Я не знаю свойство ли это всего человечества, но нашего народа — да. Обидное свойство».

Александр Солженицын. «Архипелаг ГУЛАГ».


Нет, не только нашего народа: французы — достаточно яркий пример. А может быть, не следует вообще говорить о каких-либо свойствах того или иного народа? Ведь в любом народе есть разные слои, каждый из которых имеет свои приоритеты, свою мораль, свою культуру и свои стереотипы, а то, что зачастую именуется «свойством», — не более чем национальный характер, темперамент и связанные с ними особенности ментальности, а вот Добра и Зла не бывает своего у французов и своего у русских, нет…


КСТАТИ:

«Неплохо родиться в испорченный век, ибо по сравнению с другими вы без больших затрат сможете сойти за воплощение добродетели. Кто не прикончил отца и не грабил церквей, тот уже человек порядочный и отменной честности».

Мишель де Монтень


Неплохо, конечно, но лучше переждать.

А одного из революционных чудовищ — Марата — убила ударом кинжала красивая и скромная девушка из Канн, которую звали Шарлотта Корде, убила в его собственной ванне, а потом спокойно поднялась на эшафот…

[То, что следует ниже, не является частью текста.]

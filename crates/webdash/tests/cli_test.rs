//! Integration tests for the `webdash` CLI binary.
//!
//! Everything here runs without a reachable backend: argument parsing,
//! completions, the route guard and local configuration.
#![allow(clippy::unwrap_used)]

use assert_cmd::cargo::cargo_bin_cmd;
use predicates::prelude::*;

// ── Helpers ─────────────────────────────────────────────────────────

const NOWHERE: &str = "/tmp/webdash-cli-test-nonexistent";

/// The `webdash` binary with config, data and env isolated from the user.
fn webdash_cmd() -> assert_cmd::Command {
    let mut cmd = cargo_bin_cmd!("webdash");
    cmd.env("HOME", NOWHERE)
        .env("XDG_CONFIG_HOME", NOWHERE)
        .env("XDG_DATA_HOME", NOWHERE)
        .env_remove("WEBDASH_PROFILE")
        .env_remove("WEBDASH_API_URL")
        .env_remove("WEBDASH_OUTPUT")
        .env_remove("WEBDASH_INSECURE")
        .env_remove("WEBDASH_TIMEOUT")
        .env_remove("WEBDASH_PASSWORD");
    cmd
}

fn combined_output(output: &std::process::Output) -> String {
    let stdout = String::from_utf8_lossy(&output.stdout);
    let stderr = String::from_utf8_lossy(&output.stderr);
    format!("{stdout}{stderr}")
}

// ── Basic invocation ────────────────────────────────────────────────

#[test]
fn test_no_args_shows_help() {
    let output = webdash_cmd().output().unwrap();
    assert_eq!(output.status.code(), Some(2));
    assert!(combined_output(&output).contains("Usage"));
}

#[test]
fn test_help_flag() {
    webdash_cmd().arg("--help").assert().success().stdout(
        predicate::str::contains("WebDynamo")
            .and(predicate::str::contains("users"))
            .and(predicate::str::contains("roles"))
            .and(predicate::str::contains("projects")),
    );
}

#[test]
fn test_version_flag() {
    webdash_cmd()
        .arg("--version")
        .assert()
        .success()
        .stdout(predicate::str::contains("webdash"));
}

#[test]
fn test_completions_zsh() {
    webdash_cmd()
        .args(["completions", "zsh"])
        .assert()
        .success()
        .stdout(predicate::str::contains("#compdef"));
}

#[test]
fn test_completions_bash() {
    webdash_cmd()
        .args(["completions", "bash"])
        .assert()
        .success()
        .stdout(predicate::str::is_empty().not());
}

// ── Argument errors ─────────────────────────────────────────────────

#[test]
fn test_invalid_subcommand() {
    let output = webdash_cmd().arg("foobar").output().unwrap();
    assert!(!output.status.success());
    let text = combined_output(&output);
    assert!(
        text.contains("unrecognized") || text.contains("foobar"),
        "Expected error mentioning invalid subcommand:\n{text}"
    );
}

#[test]
fn test_users_create_requires_role() {
    webdash_cmd()
        .args(["users", "create", "--name", "Ana", "--email", "ana@example.com"])
        .assert()
        .code(2)
        .stderr(predicate::str::contains("--role"));
}

#[test]
fn test_can_requires_role_or_permission() {
    webdash_cmd().arg("can").assert().code(2);
}

#[test]
fn test_project_tech_must_be_name_icon() {
    webdash_cmd()
        .args(["projects", "create", "--title", "Portal", "--tech", "Rust"])
        .assert()
        .code(2)
        .stderr(predicate::str::contains("NAME=ICON"));
}

// ── Route guard without a session ───────────────────────────────────

#[test]
fn test_users_list_requires_login() {
    webdash_cmd()
        .args(["users", "list"])
        .assert()
        .code(3)
        .stderr(predicate::str::contains("Not logged in"));
}

#[test]
fn test_whoami_requires_login() {
    webdash_cmd().arg("whoami").assert().code(3);
}

#[test]
fn test_navigate_dashboard_redirects_to_login() {
    webdash_cmd()
        .args(["navigate", "/dashboard/users/role"])
        .assert()
        .success()
        .stdout(predicate::str::contains(
            "/auth/login?callbackUrl=%2Fdashboard%2Fusers%2Frole",
        ));
}

#[test]
fn test_navigate_login_page_is_allowed() {
    webdash_cmd()
        .args(["navigate", "/auth/login", "-o", "json"])
        .assert()
        .success()
        .stdout(predicate::str::contains("\"allowed\": true"));
}

#[test]
fn test_can_without_session_is_denied() {
    webdash_cmd()
        .args(["can", "--role", "admin"])
        .assert()
        .code(5)
        .stdout(predicate::str::contains("no"));
}

#[test]
fn test_logout_without_session() {
    webdash_cmd()
        .arg("logout")
        .assert()
        .success()
        .stderr(predicate::str::contains("Not logged in"));
}

// ── Configuration ───────────────────────────────────────────────────

#[test]
fn test_config_profiles_empty() {
    webdash_cmd()
        .args(["config", "profiles"])
        .assert()
        .success()
        .stderr(predicate::str::contains("No profiles configured"));
}

#[test]
fn test_unknown_profile_is_reported() {
    webdash_cmd()
        .args(["--profile", "staging", "users", "list"])
        .assert()
        .code(1)
        .stderr(predicate::str::contains("staging"));
}

#[test]
fn test_config_use_unknown_profile() {
    webdash_cmd()
        .args(["config", "use", "nope"])
        .assert()
        .failure()
        .stderr(predicate::str::contains("not found"));
}

#[test]
fn test_config_set_and_show_roundtrip() {
    let home = tempfile::tempdir().unwrap();
    let run = |args: &[&str]| {
        let mut cmd = webdash_cmd();
        cmd.env("HOME", home.path())
            .env("XDG_CONFIG_HOME", home.path())
            .env("XDG_DATA_HOME", home.path())
            .args(args);
        cmd
    };

    run(&["config", "set", "email", "ops@example.com"])
        .assert()
        .success();
    run(&["config", "set", "timeout", "soon"]).assert().code(2);

    run(&["config", "show", "-o", "json"])
        .assert()
        .success()
        .stdout(predicate::str::contains("ops@example.com"));
}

Их надо было убивать, потому что они обезумели от внезапно свалившейся на них власти, от права казнить кого угодно и по какому угодно поводу, от возможности удовлетворения любых, каких угодно желаний, фантазий, наклонностей, самых затаенных, самых нестандартных, самых противоречащих психическим нормам человеческого бытия.

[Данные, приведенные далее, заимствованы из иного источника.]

// Users screen: paginated list, registration and profile edits.

use std::sync::Arc;

use arc_swap::ArcSwapOption;
use secrecy::{ExposeSecret, SecretString};
use webdash_api::{
    Acknowledgement, ApiClient, ApiUser, Error as ApiError, RegisterRequest, UpdateUserRequest,
};

use super::{FormMode, MutableResource, Resource};
use crate::validate::{ValidationErrors, Validator};

const MIN_PASSWORD_LEN: usize = 6;

/// Pagination position reported by the last fetch.
#[derive(Debug, Clone, Copy, Default, PartialEq, Eq)]
pub struct PageInfo {
    pub current_page: u32,
    pub last_page: u32,
    pub per_page: u32,
    pub total: u64,
}

/// The users collection, one backend page at a time.
#[derive(Debug)]
pub struct Users {
    page: u32,
    info: ArcSwapOption<PageInfo>,
}

impl Users {
    pub fn page(page: u32) -> Self {
        Self {
            page: page.max(1),
            info: ArcSwapOption::empty(),
        }
    }

    /// Pagination reported by the most recent successful fetch.
    pub fn page_info(&self) -> Option<PageInfo> {
        self.info.load_full().map(|info| *info)
    }
}

impl Default for Users {
    fn default() -> Self {
        Self::page(1)
    }
}

#[derive(Debug, Clone, Default)]
pub struct UserDraft {
    pub name: String,
    pub email: String,
    /// Only sent on registration.
    pub password: Option<SecretString>,
    pub roles: Vec<String>,
    pub status: Option<String>,
    pub branch_id: Option<u64>,
}

impl Resource for Users {
    type Record = ApiUser;
    type Draft = UserDraft;

    const ENTITY: &'static str = "User";
    const PLURAL: &'static str = "users";
    const ROUTE: &'static str = "/dashboard/users/user";

    fn id(record: &ApiUser) -> u64 {
        record.id
    }

    fn search_fields(record: &ApiUser) -> Vec<&str> {
        vec![record.name.as_str(), record.email.as_str()]
    }

    async fn list(&self, api: &ApiClient) -> Result<Vec<ApiUser>, ApiError> {
        let page = api.list_users(self.page).await?;
        self.info.store(Some(Arc::new(PageInfo {
            current_page: page.current_page,
            last_page: page.last_page,
            per_page: page.per_page,
            total: page.total,
        })));
        Ok(page.data)
    }
}

impl MutableResource for Users {
    fn draft_from(record: &ApiUser) -> UserDraft {
        UserDraft {
            name: record.name.clone(),
            email: record.email.clone(),
            password: None,
            roles: record.roles.iter().map(|r| r.name.clone()).collect(),
            status: record.status.clone(),
            branch_id: None,
        }
    }

    fn validate(draft: &UserDraft, mode: FormMode) -> Result<(), ValidationErrors> {
        let mut v = Validator::new();
        v.required("name", &draft.name)
            .required("email", &draft.email)
            .email("email", &draft.email);

        if mode == FormMode::Create {
            let password = draft
                .password
                .as_ref()
                .map(|p| p.expose_secret())
                .unwrap_or_default();
            v.min_len("password", password, MIN_PASSWORD_LEN);
            if draft.roles.is_empty() {
                v.required("roles", "");
            }
        }
        v.finish()
    }

    async fn create(&self, api: &ApiClient, draft: &UserDraft) -> Result<Acknowledgement, ApiError> {
        let req = RegisterRequest {
            name: draft.name.trim().to_owned(),
            email: draft.email.trim().to_owned(),
            password: draft
                .password
                .clone()
                .unwrap_or_else(|| SecretString::from(String::new())),
            roles: draft.roles.join(","),
        };
        api.register_user(&req).await
    }

    async fn update(
        &self,
        api: &ApiClient,
        id: u64,
        draft: &UserDraft,
    ) -> Result<Acknowledgement, ApiError> {
        let req = UpdateUserRequest {
            name: draft.name.trim().to_owned(),
            email: draft.email.trim().to_owned(),
            status: draft.status.clone(),
            branch_id: draft.branch_id,
            roles: (!draft.roles.is_empty()).then(|| draft.roles.clone()),
        };
        api.update_user(id, &req).await
    }

    async fn delete(&self, api: &ApiClient, id: u64) -> Result<Acknowledgement, ApiError> {
        api.delete_user(id).await
    }
}

#[cfg(test)]
mod tests {
    #![allow(clippy::unwrap_used)]

    use super::*;

    #[test]
    fn registration_requires_password_and_role() {
        let draft = UserDraft {
            name: "Ana".into(),
            email: "ana@x.com".into(),
            password: Some("12345".to_string().into()),
            ..UserDraft::default()
        };
        let errors = Users::validate(&draft, FormMode::Create).unwrap_err();
        assert!(errors.for_field("password").is_some());
        assert!(errors.for_field("roles").is_some());

        // Edits never resend the password.
        Users::validate(&draft, FormMode::Edit).unwrap();
    }
}
//! Async client for the WebDynamo admin dashboard REST API.
//!
//! [`ApiClient`] wraps a `reqwest::Client` and exposes one inherent method
//! per backend endpoint (auth, users, roles, permissions, projects, SEO
//! pages, contact messages). Responses are normalised at this boundary:
//! the backend's `"success"`/`"Success"`/`"error"`/`"Error"` status strings
//! never leak past [`ApiStatus`], and every failure is an [`Error`].

pub mod client;
pub mod error;
pub mod models;
pub mod transport;

mod auth;
mod contact;
mod permissions;
mod projects;
mod roles;
mod seo;
mod users;

pub use client::{ApiClient, DEFAULT_BASE_URL};
pub use error::Error;
pub use models::{
    Acknowledgement, ApiPermission, ApiProject, ApiRole, ApiSeoPage, ApiStatus, ApiUser,
    ContactMessage, ImageUpload, LoginSuccess, Page, PageLink, PermissionItem, PermissionRequest,
    ProjectPayload, RegisterRequest, RoleMember, RoleRequest, SeoRequest, Technology,
    UpdateUserRequest,
};
pub use transport::{TlsMode, TransportConfig};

В 1793 году революционный произвол достиг своего апогея. Дети Сатаны казнили всех подряд, причем даже не за какие-то действия или слова, или принадлежность к определенному слою общества, а просто так, в ходе выполнения взятых на себя революционных обязательств.

17 сентября 1793 года был обнародован «Закон о подозрительных». Таковыми объявлялись все, не получившие от местных «комитетов бедняков» свидетельств о их гражданской благонадежности, все дворяне, все отстраненные от государственной службы, все, кто не мог указать на законные с точки зрения люмпен-пролетария источники своего дохода, да что там, любой, чья физиономия имела несчастье не понравиться вчерашнему подзаборному пьянчуге, ныне возглавляющему так называемое «народное общество».

В каждом городе был образован свой революционный комитет, наделенный всей полнотой власти, а также правом использования по своему усмотрению местных вооруженных сил, состоящих, естественно, из всякого сброда, изнывающего от желания отомстить «чистеньким» за грязь своих тел и душ.

И мстили, ох как они мстили…

Лион был практически вырезан и разрушен.

Та же участь постигла Тулон.

В Нанте по распоряжению комиссара Каррье регулярно устраивались кровавые «республиканские свадьбы», как их называли, когда без суда и, понятное дело, следствия расстреливалось в одночасье по 200—300 человек (зачастую с помощью артиллерии). Тот же Богом проклятый Каррье организовывал так называемые «ссылки в вертикальном направлении», когда людей загоняли на баржу, которую топили на середине реки.

Между прочим, подобные «ссылки» были взяты на вооружение красными комиссарами во время гражданской войны 1918—1921 гг. в России.

В провинции Вандея, вошедшей в Историю как оплот героического сопротивления нашествию революционного хаоса, в 1793 году зверствовали 15 так называемых «адских полков», своим маниакальным стремлением к уничтожению всего живого напоминающие каких-то космических монстров, но никак не жителей планеты Земля.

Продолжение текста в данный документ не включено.